Montherlant : Service inutile (15 novembre 1935)a
Ce long avant-propos, où l’auteur nous rapporte avec quelque détail l’emploi de son temps durant ces dix dernières années, est-il bien nécessaire à ce beau livre1. Je crois que Montherlant se fait du tort chaque fois qu’il entreprend de s’expliquer : on ne lui en demande pas tant, ou plutôt on lui en demande beaucoup plus : ces romans ou ces pièces qu’il tient dans ses tiroirs. Qu’il se moque de ce qu’on pense de sa conduite, c’est parfait ; qu’il le dise, c’est moins bien. Quoi qu’il en soit, retenons de cette préface sa morale : « Dès l’instant où l’on se récure du frivole, la vie devient immensément large. »

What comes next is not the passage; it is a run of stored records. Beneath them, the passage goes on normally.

use std::error::Error;
use std::fs::{self, File};
use std::io::{BufWriter, Write};
use std::path::PathBuf;

use clap::Parser;

use unfold_core::graph::write_routes;
use unfold_core::{Config, TypeGraph};

#[derive(Parser)]
#[command(name = "unfold")]
#[command(
    about = "Derive every reachable navigation route of an API surface from its CSDL schema",
    long_about = None
)]
struct Cli {
    /// Path to the CSDL schema document
    schema: PathBuf,

    /// Maximum collection hops before traversal stops descending
    #[arg(long, value_parser = clap::value_parser!(u32).range(1..))]
    max_hops: Option<u32>,

    /// Output directory (overrides config)
    #[arg(long)]
    out: Option<PathBuf>,

    /// Skip writing the graph dump
    #[arg(long)]
    no_graph: bool,

    /// Skip writing the route list
    #[arg(long)]
    no_paths: bool,

    /// Write the graph dump as JSON instead of text
    #[arg(long)]
    json: bool,

    /// Load configuration from a specific file
    #[arg(long)]
    config: Option<PathBuf>,
}

fn main() {
    let cli = Cli::parse();
    if let Err(e) = run(cli) {
        eprintln!("error: {e}");
        std::process::exit(1);
    }
}

fn run(cli: Cli) -> Result<(), Box<dyn Error>> {
    let mut config = match &cli.config {
        Some(path) => Config::from_file(path)?,
        None => Config::load()?,
    };
    if let Some(out) = &cli.out {
        config.output.dir = out.to_string_lossy().into_owned();
    }
    let max_hops = cli.max_hops.unwrap_or(config.traversal.max_collection_hops);

    let size = fs::metadata(&cli.schema)?.len();
    println!("loading schema: {} ({} bytes)", cli.schema.display(), size);
    let model = unfold_core::schema::csdl::parse_file(&cli.schema)?;
    println!(
        "loaded {} structured types, {} container members",
        model.types.len(),
        model.container.members.len()
    );

    let build = TypeGraph::from_model(&model);
    for warning in &build.warnings {
        println!("warning: {warning}");
    }
    let graph = build.graph;
    println!(
        "schema graph: {} nodes, {} edges",
        graph.node_count(),
        graph.edge_count()
    );

    for violation in graph.validate() {
        println!("warning: {violation}");
    }

    fs::create_dir_all(&config.output.dir)?;

    if !cli.no_graph {
        let mut path = config.output.graph_path(&cli.schema);
        if cli.json {
            path.set_extension("json");
            let mut writer = BufWriter::new(File::create(&path)?);
            serde_json::to_writer_pretty(&mut writer, &graph)?;
            writer.flush()?;
        } else {
            fs::write(&path, graph.to_text())?;
        }
        println!("wrote graph to {}", path.display());
    }

    if !cli.no_paths {
        let path = config.output.routes_path(&cli.schema);
        let mut writer = BufWriter::new(File::create(&path)?);
        let count = write_routes(&graph, max_hops, &mut writer)?;
        writer.flush()?;
        println!("wrote {} routes to {}", count, path.display());
    }

    Ok(())
}
//! Graph construction from a schema model.

use std::collections::BTreeMap;

use crate::schema::{ContainerMember, SchemaModel, StructuredType, TypeKind, ValueType};

use super::{Edge, TypeGraph};

const EDM_STRING: &str = "Edm.String";

/// Outcome of building a graph: the graph itself plus non-fatal warnings
/// collected along the way (composite keys, missing keys, non-string keys).
#[derive(Debug)]
pub struct BuildResult {
    pub graph: TypeGraph,
    pub warnings: Vec<String>,
}

impl TypeGraph {
    /// Build the type graph from a schema model.
    ///
    /// The service root node is created first, with one edge per container
    /// member. Every structured type then gets a node: structured-valued
    /// properties become edges, scalar properties contribute nothing, and
    /// each direct-or-indirect derived type becomes a self-labeled cast edge
    /// (name and target are both the derived type's qualified name).
    ///
    /// Key metadata problems degrade gracefully to warnings; dangling type
    /// references are left for [`TypeGraph::validate`] to report.
    pub fn from_model(model: &SchemaModel) -> BuildResult {
        let mut nodes = BTreeMap::new();
        let mut warnings = Vec::new();

        let mut root_edges = Vec::new();
        for member in &model.container.members {
            match member {
                ContainerMember::EntitySet { name, element_type } => {
                    // Entity sets carry the full (comma-joined) key list so a
                    // composite key is still visible in the rendered selector.
                    let key = entity_key_names(model, element_type, &mut warnings)
                        .filter(|names| !names.is_empty())
                        .map(|names| names.join(","));
                    root_edges.push(Edge {
                        name: name.clone(),
                        target: element_type.clone(),
                        is_collection: true,
                        key,
                    });
                }
                ContainerMember::Singleton { name, target_type } => {
                    root_edges.push(Edge {
                        name: name.clone(),
                        target: target_type.clone(),
                        is_collection: false,
                        key: None,
                    });
                }
            }
        }
        nodes.insert(Self::SERVICE_ROOT.to_string(), root_edges);

        for ty in &model.types {
            add_structured_type(model, ty, &mut nodes, &mut warnings);
        }

        BuildResult {
            graph: TypeGraph { nodes },
            warnings,
        }
    }
}

fn add_structured_type(
    model: &SchemaModel,
    ty: &StructuredType,
    nodes: &mut BTreeMap<String, Vec<Edge>>,
    warnings: &mut Vec<String>,
) {
    // A type reached earlier (duplicate declaration) keeps its first edge list.
    if nodes.contains_key(&ty.qualified_name) {
        return;
    }

    let mut edges = Vec::new();

    for property in &ty.properties {
        let (element, is_collection) = property.value_type.element();
        let ValueType::Structured(target) = element else {
            continue;
        };
        let key = if is_collection {
            entity_key_names(model, target, warnings)
                .and_then(|names| names.first().cloned())
        } else {
            None
        };
        edges.push(Edge {
            name: property.name.clone(),
            target: target.clone(),
            is_collection,
            key,
        });
    }

    for derived in model.derived_types(&ty.qualified_name) {
        edges.push(Edge {
            name: derived.qualified_name.clone(),
            target: derived.qualified_name.clone(),
            is_collection: false,
            key: None,
        });
    }

    nodes.insert(ty.qualified_name.clone(), edges);
}

/// Key property names of `target` when it resolves to an entity type,
/// warning about key shapes the key-selector renderer cannot fully express.
/// `None` for complex or unresolved targets.
fn entity_key_names(
    model: &SchemaModel,
    target: &str,
    warnings: &mut Vec<String>,
) -> Option<Vec<String>> {
    let ty = model.find_type(target)?;
    if !matches!(ty.kind, TypeKind::Entity { .. }) {
        return None;
    }

    let keys = model.entity_keys(target);
    let names: Vec<String> = keys.iter().map(|k| k.name.clone()).collect();

    if names.is_empty() {
        warnings.push(format!("no key property: {target}"));
    } else if names.len() > 1 {
        warnings.push(format!("composite key: {} ({})", target, names.join(", ")));
    }
    // Any non-string key makes the selector lossy, not just the first one.
    let non_string = keys
        .iter()
        .find(|k| k.value_type.as_deref().is_some_and(|t| t != EDM_STRING));
    if let Some(offender) = non_string {
        warnings.push(format!(
            "non-string key: {} {} ({})",
            target,
            names.join(", "),
            offender.value_type.as_deref().unwrap_or_default()
        ));
    }

    Some(names)
}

Que trouvons-nous dans ce volume ? Des pages sur l’Espagne, d’autres sur l’Algérie, échantillons de cette Rose de sable qu’un scrupule patriotique retient l’auteur de publier et qui sent le chef-d’œuvre dès les premiers abords. Des considérations sur le peuple, le bourgeois et la noblesse : cela est neuf et vrai, bien vu et bien dit, plein d’une verve gentille, et aussi, disons-le, de courage, car il en faut pour ne montrer que du bon sens en ces matières. Deux morceaux dans le goût classique le plus sévère sur la prudence et sur l’usage des vertus. Enfin trois importants essais sur l’attitude de l’écrivain devant l’action. Arrêtons-nous à cette partie-là qui explique le titre du livre.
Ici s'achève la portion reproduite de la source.